Wryly, CNN’s Jake Tapper said it must be difficult to have people wrongly speculate about your place of birth — something Spicer’s boss memorably did for years with President Barack Obama. Glenn Thrush, one of the authors of the story, took to Twitter to note that he’d contacted Spicer multiple times before publication but had been ignored. Spicer then accused Thrush of making “excuses” for himself.
“They got it wrong and never asked,” Spicer said to me, at 9:44 p.m. “They and others are quick to judge others but hold themselves to a very difficult set of standards.”
So, I asked. Where was he born?
“After both Politico and Mashable disclosed personal information I see no need on further sharing of my information,” he said at 11:05 p.m., apparently referring in the latter case to a story about web domain names Spicer had registered and which still showed up in his WHOIS listing. (It’s unclear which Politico story he meant.)
In any presidential administration, the cliché that there are no victims, only volunteers, is true. Spicer signed up for this very public job, and he is paid by your taxes. His basic biographical details, then, are a matter of legitimate public curiosity. But, when I noted this, Spicer only grew more frustrated.
“Are you serious?” He asked. “Btw you continue to overlook the main issue: the nyt was wrong. They never asked the question in the first place.”
That was the last I heard from him on the question. Spicer, it would seem, had had enough.

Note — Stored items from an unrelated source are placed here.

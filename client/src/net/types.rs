//! Wire types shared by the browser client and the host server.
//!
//! DESIGN
//! ======
//! The server depends on this crate (with `ssr`) and serializes the same
//! structs, so the auth endpoints and the client agree on field names.

#[cfg(test)]
#[path = "types_test.rs"]
mod types_test;

use serde::{Deserialize, Serialize};

/// Normalized profile of the signed-in user.
#[derive(Clone, Debug, PartialEq, Eq, Serialize, Deserialize)]
pub struct UserProfile {
    pub display_name: String,
    pub email: String,
    #[serde(default, skip_serializing_if = "Option::is_none")]
    pub avatar_url: Option<String>,
}

/// Body of `POST /api/auth/login`.
#[derive(Clone, Debug, PartialEq, Eq, Serialize, Deserialize)]
pub struct LoginRequest {
    pub email: String,
    pub password: String,
}

/// Body of `POST /api/auth/google`: the ID token from the sign-in widget.
#[derive(Clone, Debug, PartialEq, Eq, Serialize, Deserialize)]
pub struct GoogleLoginRequest {
    pub credential: String,
}

/// Error body returned by the auth endpoints and the analysis endpoint.
#[derive(Clone, Debug, PartialEq, Eq, Serialize, Deserialize)]
pub struct ErrorBody {
    pub error: String,
}

/// Response of the analysis endpoint: `{ "analysis": ... }` on success,
/// `{ "error": ... }` on failure.
#[derive(Clone, Debug, Default, PartialEq, Eq, Deserialize)]
pub struct AnalyzeResponse {
    #[serde(default)]
    pub analysis: Option<String>,
    #[serde(default)]
    pub error: Option<String>,
}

The nastiest and most public of Spicer’s disputes with media in recent days involved a Politico story by Alex Isenstadt and Annie Karni. The piece reported that Spicer called an emergency meeting with his communications staff to crack down on leaks, going as far as demanding to search their personal cell phones.
In that story, Spicer also reportedly cited encrypted messaging apps like Signal and Confide as being off limits, saying that using them would place administration staff in violation of the Presidential Records Act. But, when I glanced through my contacts on Confide, there was Spicer’s name, staring out at me from a sea of other political operatives (the app shows users which contacts from their phone book have also downloaded it).
Things got much weirder, though. In an apparent effort to dissuade Isenstadt from publishing the story — or to punish him for doing so — Spicer made a threat. During a call with the journalist, he accused Isenstadt of laughing at the recent death of Navy SEAL Ryan Owens (Isenstadt had heard that Spicer made an underling cry and was following up on that; Spicer countered that the person in question was emotional about Ryan’s death). Then, in an email, Spicer told Isenstadt he would “be sure to get that out.” Not long after Politico ran the story about the cell-phone checks, the Washington Examiner published a story with the headline, “Claim: Reporter laughs at Trump aide’s emotion over SEAL death.” The report is sourced to “one informed official.”
Not everyone agrees that Spicer is spiraling. A source close to the press secretary who didn’t want to be named told me that “senior administration officials” are increasingly “very happy with his job performance.” This source said that Spicer’s recent press briefings had been noticeably calmer than in the earliest days of the administration, and that calmness should be interpreted as proof that he is firmly in control of his actions.
Spicer stopped replying to me about his birthplace at 7:54 a.m. on Sunday — not even answering a question about whether he was born in Kenya. Later that day, a Wikipedia user by the name “Trumpetrep,” citing a birth announcement in the Newport Daily News, took the liberty of updating Spicer’s page to state that he was born on September 23, 1971, at North Shore Hospital in Manhasset, Long Island. It’s pretty convincing evidence — if you trust what’s printed in newspapers.